See section 2.2 for a further discussion on engagement and stewardship.

Asset classes

Fixed income

Fixed income investors are primarily concerned with the likelihood of default, but ESG factors can also impact credit rating and affect spreads leading to short-term changes in value.

Read: PRI – ESG Engagement for Fixed Income Investors – managing risks, enhancing returns Pages 9-15. 19-21, 25-26

Key points:

  • ESG factors can affect the performance of a company’s bond at different levels:
    • Issuer company specific risk e.g. regulators compliance, social license to operate, brand reputation
    • Sector/ geographic risk – ESG factors affecting an entire industry or region e.g. regulatory or technological changes
    • Multi-sector/ systemic risk – risks that do not apply to a single sector but are the results of systematic interaction between sectors
    • Indirect exposures – ESG factors that affect an investments returns indirectly
  • Analysis of ESG factors can help investors form a more holistic view of a bond’s value, identify improving credit stories, or differentiate bonds with similar financial profiles.
  • Analysis of ESG factors can identify opportunities as well as risks – e.g. research shows that firms with strong corporate governance benefit from higher credit ratings and lower cost of capital
  • The corporate transparency and third-party research coverage available to fixed income investors is relatively poor compared to public equities
  • By engaging with issuers, fixed income investors can encourage behaviour designed to improve credit risk metrics and drive sustainable long-term returns
  • Engagement has the potential not only to protect investor returns but also to contribute to the ‘broader objectives of society’ as defined the by the UN SDGs
  • Green bond issuers tend to be more willing to engage on ESG and provide better access to management – the PRI expects that the growing green bond market will trigger more systematic engagement practices across the rest of the bond market  
  • Engagement activities usually fall into one of two categories:
    • Proactive – investors seek dialogue to manage medium/ long–term issues
    • Reactive – investors initiate dialogue in reaction to downgrading, controversy or scandal, which presents financial and/or reputational risk
  • Investors can prioritise engagement based on:
    • Size of holdings
    • Credit quality of the issuer
    • Duration of holdings
    • Quality of transparency on ESG
    • Specific markets and/or sectors
    • Specific ESG themes
    • Companies in the lowest or highest ranks of ESG benchmarks
    • Specific issues considered priorities for the investor based on input from clients and beneficiaries
  • A bondholder’s influence with issuers varies throughout the issuance lifecycle, therefore timing and engagement is a strategic decision
  • If the debt issuance is privately placed, investors are likely to have more direct engagement and more influence
  • Factors that can influence the effectiveness of an engagement include:
    • Size of the investor
    • Credit quality of the issuer
    • Public versus private placement
    • Whether the issuer is looking to reissue debt imminently
    • State of the market
    • Relative awareness of issuer ESG issues
    • Regional and cultural differences
  • Collaboration involving multiple investors engaging the same company, or investors joining forces to engage many companies on the same ESG issue, can be an effective way to gain corporate managers attention, pool knowledge, information and engagement costs

Sovereign debt

The potential for engagement with sovereign debt issuers is likely to be much more limited. Only the largest investors are likely to have any scope to influence the stance of nation states, and even then, the influence is likely to be minimal.

Private equity

Direct engagement with investees on ESG matters will be undertaken by the general partner (GP) in a private equity investment, whilst the limited partner (LP) may engage with the GP on their approach to monitoring and acting on ESG issues across the portfolio(s).

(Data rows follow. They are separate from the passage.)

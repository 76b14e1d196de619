//! Runtime scheduler: pin setup and the coordinating loop.
//!
//! ```text
//! ┌──────────────────────────────────────────────────────────────┐
//! │                        Trigger Sources                       │
//! │                                                              │
//! │  ┌────────────┐  ┌────────────┐  ┌──────────────────────┐    │
//! │  │ Button 1   │  │ Button 2   │  │ Scheduler loop       │    │
//! │  │ (GPIO IRQ) │  │ (GPIO IRQ) │  │ every loop_interval  │    │
//! │  └─────┬──────┘  └─────┬──────┘  └───┬──────────────┬───┘    │
//! │        ▼               ▼             ▼              │        │
//! │  ┌───────────────────────────┐  ┌─────────────┐     │        │
//! │  │ DebouncedInput (per pin)  │  │ WorkerPool  │     │        │
//! │  │ confirm after window      │  │ measure()   │     │        │
//! │  └─────────────┬─────────────┘  └──────┬──────┘     │        │
//! │                ▼                       ▼            ▼        │
//! │        on_button_edge()          on_distance()  check_idle() │
//! │                └───────────────┬───────┴────────────┘        │
//! │                                ▼                             │
//! │                         ConsoleService                       │
//! └──────────────────────────────────────────────────────────────┘
//! ```

use core::sync::atomic::{AtomicBool, Ordering};
use std::sync::Arc;
use std::time::Instant;

use embedded_hal::digital::PinState;
use log::{debug, info};

use crate::app::events::AppEvent;
use crate::app::ports::{EdgeTrigger, PinMode, Pull};
use crate::app::scoring::Player;
use crate::app::service::{ConsoleService, Ports};
use crate::config::SystemConfig;
use crate::drivers::debounce::{DebouncedInput, Edge, EdgeMode};
use crate::error::{Error, Result};
use crate::sensors::UltrasonicSensor;

/// Clears the in-flight flag when the sampling job finishes or is dropped
/// without running.
struct InFlight(Arc<AtomicBool>);

impl Drop for InFlight {
    fn drop(&mut self) {
        self.0.store(false, Ordering::Release);
    }
}

pub struct Scheduler {
    service: Arc<ConsoleService>,
    sensor: Arc<UltrasonicSensor>,
    buttons: Vec<(Player, Arc<DebouncedInput>)>,
    sampling: Arc<AtomicBool>,
    ports: Ports,
}

impl Scheduler {
    /// Configure every pin, wire both buttons through their debouncers, and
    /// build the service.  Any GPIO failure here is fatal to the caller.
    pub fn start(config: SystemConfig, ports: Ports) -> Result<Self> {
        config.validate().map_err(Error::Config)?;
        let gpio = &ports.gpio;

        for pins in [config.player_one, config.player_two] {
            gpio.configure(pins.button, PinMode::Input(Pull::Up))?;
            gpio.configure(pins.light, PinMode::Output)?;
            gpio.write(pins.light, PinState::Low);
        }
        gpio.configure(config.sonar_trigger, PinMode::Output)?;
        gpio.write(config.sonar_trigger, PinState::Low);
        gpio.configure(config.sonar_echo, PinMode::Input(Pull::Off))?;

        let sensor = Arc::new(UltrasonicSensor::new(
            Arc::clone(gpio),
            config.sonar_trigger,
            config.sonar_echo,
            config.trigger_pulse,
            config.echo_timeout,
        ));

        let service = ConsoleService::new(config.clone(), ports.clone());

        let mut buttons = Vec::with_capacity(Player::ALL.len());
        for player in Player::ALL {
            let pin = service.player_pins(player).button;
            let svc = Arc::clone(&service);
            let input = DebouncedInput::new(
                pin,
                EdgeMode::Both,
                config.bounce_window,
                Arc::clone(gpio),
                Arc::clone(&ports.tasks),
                Arc::new(move |input: &Arc<DebouncedInput>, edge: Edge| {
                    svc.on_button_edge(player, edge, input);
                }),
            );
            let irq = Arc::clone(&input);
            gpio.watch(
                pin,
                EdgeTrigger::Both,
                Box::new(move |level| irq.on_raw_transition(level)),
            )?;
            info!("Button {:?} on GPIO{} armed", player, input.pin());
            buttons.push((player, input));
        }

        ports.sink.emit(&AppEvent::Started);
        Ok(Self {
            service,
            sensor,
            buttons,
            sampling: Arc::new(AtomicBool::new(false)),
            ports,
        })
    }

    /// One loop iteration: queue a distance sample, then evaluate idleness.
    pub fn tick(&self, now: Instant) {
        self.submit_sample();
        self.service.check_idle(now);
    }

    /// Run forever.  Only a panic leaves this loop.
    pub fn run(&self) -> ! {
        let interval = self.service.config().loop_interval;
        info!("Scheduler loop running every {:?}", interval);
        loop {
            self.tick(Instant::now());
            std::thread::sleep(interval);
        }
    }

    /// Return every pin to its reset state.
    pub fn release(&self) {
        self.ports.gpio.release_all();
    }

    pub fn service(&self) -> &Arc<ConsoleService> {
        &self.service
    }

    pub fn button(&self, player: Player) -> Option<&Arc<DebouncedInput>> {
        self.buttons.iter().find(|(p, _)| *p == player).map(|(_, b)| b)
    }

    /// The sensor is one physical device: skip while a ping is in flight.
    fn submit_sample(&self) {
        if self.sampling.swap(true, Ordering::AcqRel) {
            debug!("Previous distance sample still running, skipping");
            return;
        }
        let guard = InFlight(Arc::clone(&self.sampling));
        let sensor = Arc::clone(&self.sensor);
        let service = Arc::clone(&self.service);
        self.ports.tasks.spawn(
            "distance",
            Box::new(move || {
                let _guard = guard;
                service.on_distance(sensor.measure());
            }),
        );
    }
}
//! Integration tests for the scheduler → debouncer → ConsoleService → ports
//! pipeline, run against the mock adapters in `mock_hw`.

use std::sync::atomic::Ordering;
use std::sync::{Arc, Mutex, OnceLock, Weak};
use std::thread;
use std::time::{Duration, Instant};

use embedded_hal::digital::PinState;
use scoreconsole::app::events::AppEvent;
use scoreconsole::app::ports::{Argb, GpioError, Job, PinMode, Pull, TaskPort};
use scoreconsole::app::scoring::{Player, Scores};
use scoreconsole::app::service::{ConsoleService, Ports};
use scoreconsole::config::SystemConfig;
use scoreconsole::drivers::worker_pool::WorkerPool;
use scoreconsole::error::Error;
use scoreconsole::scheduler::Scheduler;
use scoreconsole::sensors::{DistanceReading, DistanceSample};

use crate::mock_hw::{Call, Harness};

const P1_BUTTON: u8 = 17;
const P1_LIGHT: u8 = 27;
const P2_LIGHT: u8 = 21;

fn scores(a: u32, b: u32) -> Scores {
    Scores {
        player_one: a,
        player_two: b,
    }
}

fn sample(cm: f32, at: Instant) -> DistanceReading {
    DistanceReading::Reading(DistanceSample { distance_cm: cm, at })
}

fn service(h: &Harness) -> Arc<ConsoleService> {
    ConsoleService::new(SystemConfig::default(), h.ports())
}

/// Scoreboard and lighting calls, minus the colour commands.
fn scoreboard_calls(h: &Harness) -> Vec<Call> {
    h.notifier
        .calls()
        .into_iter()
        .filter(|c| !matches!(c, Call::Colour(_)))
        .collect()
}

fn wait_until(cond: impl Fn() -> bool) {
    let deadline = Instant::now() + Duration::from_secs(3);
    while !cond() && Instant::now() < deadline {
        thread::sleep(Duration::from_millis(5));
    }
}

// ── Scoring ──────────────────────────────────────────────────

#[test]
fn two_scores_then_reset() {
    let h = Harness::new();
    let svc = service(&h);

    assert_eq!(svc.apply_score(Player::One), scores(1, 0));
    assert_eq!(svc.apply_score(Player::One), scores(2, 0));
    svc.reset();
    assert_eq!(svc.scores(), scores(0, 0));

    assert_eq!(
        scoreboard_calls(&h),
        vec![Call::SetScores(scores(1, 0)), Call::SetScores(scores(2, 0)), Call::Reset]
    );
}

#[test]
fn score_flashes_then_reverts_after_hold() {
    let h = Harness::new();
    let svc = service(&h);

    svc.apply_score(Player::Two);
    assert_eq!(h.notifier.count(Call::Colour(Argb::WHITE)), 1);
    assert_eq!(h.tasks.pending("flash-off"), vec![Duration::from_secs(1)]);

    assert_eq!(h.tasks.run_deferred("flash-off"), 1);
    assert_eq!(h.notifier.count(Call::Colour(Argb::WHITE)), 2);
}

#[test]
fn notification_failures_stay_contained() {
    let h = Harness::new();
    h.notifier.offline.store(true, Ordering::SeqCst);
    let svc = service(&h);

    assert_eq!(svc.apply_score(Player::Two), scores(0, 1));
    svc.reset();
    assert_eq!(svc.scores(), scores(0, 0));
    assert!(h.notifier.count(Call::Reset) == 1, "call attempted even when offline");
}

// ── Activity ─────────────────────────────────────────────────

#[test]
fn idle_check_fires_once_with_reset() {
    let h = Harness::new();
    let t0 = Instant::now();
    let svc = service(&h);
    svc.apply_score(Player::One);

    assert!(!svc.check_idle(t0 + Duration::from_secs(4)));
    assert!(svc.check_idle(t0 + Duration::from_secs(6)));
    assert!(!svc.check_idle(t0 + Duration::from_secs(7)));
    assert!(!svc.check_idle(t0 + Duration::from_secs(60)));

    assert!(!svc.is_active());
    assert_eq!(svc.scores(), scores(0, 0));
    assert_eq!(h.notifier.count(Call::Off), 1);
    assert_eq!(h.notifier.count(Call::Reset), 1);
    assert_eq!(h.sink.count(|e| *e == AppEvent::PoweredOff), 1);
}

#[test]
fn concurrent_activity_powers_on_once() {
    let h = Harness::new();
    let svc = service(&h);
    assert!(svc.check_idle(Instant::now() + Duration::from_secs(6)));

    let handles: Vec<_> = (0..8)
        .map(|_| {
            let svc = Arc::clone(&svc);
            thread::spawn(move || svc.mark_active())
        })
        .collect();
    for handle in handles {
        handle.join().unwrap();
    }

    assert!(svc.is_active());
    assert_eq!(h.notifier.count(Call::On), 1);
    assert_eq!(h.sink.count(|e| *e == AppEvent::PoweredOn), 1);
}

#[test]
fn both_players_scoring_from_idle_powers_on_once() {
    let h = Harness::new();
    let svc = service(&h);
    assert!(svc.check_idle(Instant::now() + Duration::from_secs(6)));

    let handles: Vec<_> = Player::ALL
        .into_iter()
        .flat_map(|p| std::iter::repeat_n(p, 4))
        .map(|player| {
            let svc = Arc::clone(&svc);
            thread::spawn(move || {
                for _ in 0..25 {
                    svc.apply_score(player);
                }
            })
        })
        .collect();
    for handle in handles {
        handle.join().unwrap();
    }

    assert!(svc.is_active());
    assert_eq!(svc.scores(), scores(100, 100));
    assert_eq!(h.notifier.count(Call::On), 1);

    let calls = scoreboard_calls(&h);
    let sets: Vec<Scores> = calls
        .iter()
        .filter_map(|c| match c {
            Call::SetScores(s) => Some(*s),
            _ => None,
        })
        .collect();
    assert_eq!(sets.len(), 200);
    assert_eq!(sets.last(), Some(&scores(100, 100)), "last /set carries the final totals");
    assert_eq!(&calls[..3], &[Call::Off, Call::Reset, Call::On]);
}

/// Queues every job until the test runs them, and starts a competing
/// `mark_active` the moment the power-off call is queued.
#[derive(Default)]
struct RacingTasks {
    queued: Mutex<Vec<Job>>,
    service: OnceLock<Weak<ConsoleService>>,
    racer: Mutex<Option<thread::JoinHandle<()>>>,
}

impl RacingTasks {
    fn run_queued(&self) {
        let jobs: Vec<Job> = std::mem::take(&mut *self.queued.lock().unwrap());
        for job in jobs {
            job();
        }
    }
}

impl TaskPort for RacingTasks {
    fn spawn(&self, _label: &'static str, job: Job) {
        self.queued.lock().unwrap().push(job);
    }

    fn spawn_serial(&self, label: &'static str, job: Job) {
        self.queued.lock().unwrap().push(job);
        if label == "scoreboard-off" {
            let svc = self.service.get().and_then(Weak::upgrade).unwrap();
            *self.racer.lock().unwrap() = Some(thread::spawn(move || svc.mark_active()));
        }
    }

    fn spawn_after(&self, _label: &'static str, _delay: Duration, _job: Job) {}
}

#[test]
fn activity_racing_power_down_is_reported_last() {
    let h = Harness::new();
    let tasks = Arc::new(RacingTasks::default());
    let svc = ConsoleService::new(
        SystemConfig::default(),
        Ports {
            tasks: tasks.clone(),
            ..h.ports()
        },
    );
    tasks.service.set(Arc::downgrade(&svc)).unwrap();

    assert!(svc.check_idle(Instant::now() + Duration::from_secs(6)));
    let racer = tasks.racer.lock().unwrap().take().unwrap();
    racer.join().unwrap();
    tasks.run_queued();

    assert!(svc.is_active());
    assert_eq!(h.notifier.calls(), vec![Call::Off, Call::Reset, Call::On]);
}

#[test]
fn close_sample_wakes_far_sample_does_not_sleep() {
    let h = Harness::new();
    let t0 = Instant::now();
    let svc = service(&h);
    assert!(svc.check_idle(t0 + Duration::from_secs(6)));

    svc.on_distance(sample(50.0, t0 + Duration::from_secs(7)));
    assert!(svc.is_active());
    assert_eq!(h.notifier.count(Call::On), 1);

    svc.on_distance(sample(150.0, t0 + Duration::from_secs(8)));
    assert!(svc.is_active());
    assert_eq!(h.notifier.count(Call::Off), 1, "only the earlier idle power-down");
    assert_eq!(h.notifier.count(Call::On), 1);
}

#[test]
fn sensor_timeout_is_reported_not_acted_on() {
    let h = Harness::new();
    let svc = service(&h);
    svc.on_distance(DistanceReading::Timeout);
    assert!(svc.is_active());
    assert_eq!(h.sink.count(|e| *e == AppEvent::SensorTimeout), 1);
    assert!(h.notifier.calls().is_empty());
}

// ── Scheduler wiring ─────────────────────────────────────────

#[test]
fn start_configures_every_pin() {
    let h = Harness::new();
    let _s = Scheduler::start(SystemConfig::default(), h.ports()).unwrap();

    assert_eq!(h.gpio.mode(17), Some(PinMode::Input(Pull::Up)));
    assert_eq!(h.gpio.mode(20), Some(PinMode::Input(Pull::Up)));
    assert_eq!(h.gpio.mode(27), Some(PinMode::Output));
    assert_eq!(h.gpio.mode(21), Some(PinMode::Output));
    assert_eq!(h.gpio.mode(18), Some(PinMode::Output));
    assert_eq!(h.gpio.mode(24), Some(PinMode::Input(Pull::Off)));
    assert!(h.gpio.is_watched(17));
    assert!(h.gpio.is_watched(20));
    assert!(!h.gpio.is_watched(24));
    assert_eq!(h.sink.count(|e| *e == AppEvent::Started), 1);
}

#[test]
fn busy_pin_fails_startup() {
    let h = Harness::new();
    h.gpio.busy.lock().unwrap().push(18);
    let err = Scheduler::start(SystemConfig::default(), h.ports()).err();
    assert_eq!(err, Some(Error::Gpio(GpioError::PinUnavailable(18))));
}

#[test]
fn invalid_config_fails_startup() {
    let h = Harness::new();
    let config = SystemConfig {
        worker_count: 0,
        ..SystemConfig::default()
    };
    assert!(matches!(
        Scheduler::start(config, h.ports()),
        Err(Error::Config(_))
    ));
}

#[test]
fn press_scores_and_lights_lamps() {
    let h = Harness::new();
    let s = Scheduler::start(SystemConfig::default(), h.ports()).unwrap();

    h.gpio.edge(P1_BUTTON, PinState::High);
    assert_eq!(s.service().scores(), scores(0, 0), "nothing before the window");
    assert_eq!(h.tasks.run_deferred("debounce"), 1);

    assert_eq!(s.service().scores(), scores(1, 0));
    assert_eq!(h.gpio.level(P1_LIGHT), PinState::High);
    assert_eq!(h.gpio.level(P2_LIGHT), PinState::High);

    h.gpio.edge(P1_BUTTON, PinState::Low);
    h.tasks.run_deferred("debounce");
    assert_eq!(h.gpio.level(P1_LIGHT), PinState::Low);
    assert_eq!(h.gpio.level(P2_LIGHT), PinState::Low);

    // Released before the re-arm delay: score stands.
    h.tasks.run_deferred("rearm");
    assert_eq!(s.service().scores(), scores(1, 0));
}

#[test]
fn bouncing_press_scores_once() {
    let h = Harness::new();
    let s = Scheduler::start(SystemConfig::default(), h.ports()).unwrap();

    for level in [PinState::High, PinState::Low, PinState::High, PinState::Low, PinState::High] {
        h.gpio.edge(P1_BUTTON, level);
    }
    h.tasks.run_deferred("debounce");
    assert_eq!(s.service().scores(), scores(1, 0));
    assert_eq!(h.tasks.run_deferred("debounce"), 0);
}

#[test]
fn held_button_past_rearm_resets() {
    let h = Harness::new();
    let s = Scheduler::start(SystemConfig::default(), h.ports()).unwrap();

    h.gpio.edge(P1_BUTTON, PinState::High);
    h.tasks.run_deferred("debounce");
    assert_eq!(s.service().scores(), scores(1, 0));
    assert_eq!(h.tasks.pending("rearm"), vec![Duration::from_millis(2500)]);

    h.tasks.run_deferred("rearm");
    assert!(s.service().is_active());
    assert_eq!(s.service().scores(), scores(0, 0));
    assert_eq!(h.sink.count(|e| *e == AppEvent::StuckButton { player: Player::One }), 1);
    assert_eq!(h.notifier.count(Call::Reset), 1);
}

#[test]
fn held_button_after_power_down_wakes_then_resets() {
    let h = Harness::new();
    let s = Scheduler::start(SystemConfig::default(), h.ports()).unwrap();
    assert!(s.service().check_idle(Instant::now() + Duration::from_secs(6)));
    assert!(!s.service().is_active());

    h.gpio.edge(P1_BUTTON, PinState::High);
    h.tasks.run_deferred("debounce");
    assert!(s.service().is_active());
    assert_eq!(s.service().scores(), scores(1, 0));

    h.tasks.run_deferred("rearm");
    assert!(s.service().is_active());
    assert_eq!(s.service().scores(), scores(0, 0));
    assert_eq!(h.sink.count(|e| *e == AppEvent::StuckButton { player: Player::One }), 1);
    assert_eq!(
        scoreboard_calls(&h),
        vec![
            Call::Off,
            Call::Reset,
            Call::On,
            Call::SetScores(scores(1, 0)),
            Call::Reset
        ]
    );
}

#[test]
fn tick_with_silent_sensor_reports_timeout_each_time() {
    let h = Harness::new();
    let s = Scheduler::start(SystemConfig::default(), h.ports()).unwrap();

    s.tick(Instant::now());
    s.tick(Instant::now());
    assert_eq!(h.sink.count(|e| *e == AppEvent::SensorTimeout), 2);
    assert!(s.service().is_active());
}

#[test]
fn release_returns_pins() {
    let h = Harness::new();
    let s = Scheduler::start(SystemConfig::default(), h.ports()).unwrap();
    s.release();
    assert!(h.gpio.released());
    assert!(!h.gpio.is_watched(P1_BUTTON));
}

// ── Real worker pool ─────────────────────────────────────────

#[test]
fn notifications_run_on_the_worker_pool() {
    let h = Harness::new();
    let ports = Ports {
        tasks: Arc::new(WorkerPool::start(2).unwrap()),
        ..h.ports()
    };
    let svc = ConsoleService::new(SystemConfig::default(), ports);
    svc.apply_score(Player::Two);

    let deadline = Instant::now() + Duration::from_secs(2);
    while h.notifier.count(Call::SetScores(scores(0, 1))) == 0 && Instant::now() < deadline {
        thread::sleep(Duration::from_millis(5));
    }
    assert_eq!(h.notifier.count(Call::SetScores(scores(0, 1))), 1);
}

#[test]
fn flash_is_never_overtaken_by_its_revert() {
    let h = Harness::new();
    let pool = Arc::new(WorkerPool::start(1).unwrap());
    // Keep the only worker busy so the flash waits in the queue.
    pool.spawn("busy", Box::new(|| thread::sleep(Duration::from_millis(300))));

    let config = SystemConfig {
        flash_colour: 0xFFFF_0000,
        rest_colour: 0xFF00_00FF,
        flash_hold: Duration::from_millis(20),
        ..SystemConfig::default()
    };
    let svc = ConsoleService::new(
        config,
        Ports {
            tasks: pool.clone(),
            ..h.ports()
        },
    );
    svc.apply_score(Player::One);

    let colours = || {
        h.notifier
            .calls()
            .into_iter()
            .filter(|c| matches!(c, Call::Colour(_)))
            .collect::<Vec<_>>()
    };
    wait_until(|| colours().len() == 2);
    assert_eq!(
        colours(),
        vec![Call::Colour(Argb(0xFFFF_0000)), Call::Colour(Argb(0xFF00_00FF))]
    );
}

As private equity investment is often in early stage companies, investors are likely to have more substantial influence over ESG related issues. 

Read: PRI – ESG MONITORING, REPORTING AND DIALOGUE IN PRIVATE EQUITY pages 11-12,

Key points:

  • LPs may monitor GPs on ESG integration to better understand GP portfolio operations and to gain assurance that the GP is fulfilling its commitments to responsible investment practices in line with the expectations of LPs and their beneficiaries
  • It is the GP’s responsibility to monitor ESG issues within the portfolio. The responsibility and knowledge to manage these issues lies largely with the portfolio company’s management
  • Both LPs and GPs will benefit from a ‘bottom-up’ understanding of the ESG issues that are material to the business model, future proofing and exit propositions for a given portfolio company
  • There is value for GPs to have a robust ESG portfolio monitoring system in place – as a systematic approach for identifying material ESG issues, setting objectives and regularly tracking progress. It enables them to identify anomalies and achievements; support regular engagement with the portfolio companies on issues; and strengthen company reporting practices that could have implications on exit

Infrastructure

Infrastructure investors are exposed to ESG across the economic lifetime of their assets, across both direct impacts (such as health and safety, supply chains and the environment) and indirect impacts (such as climate change, bribery and corruption and the social license to operate).

Like private equity and property, many investors in infrastructure will work through specialist managers. In these situations, the investor’s responsibility is to monitor and engage with the manager.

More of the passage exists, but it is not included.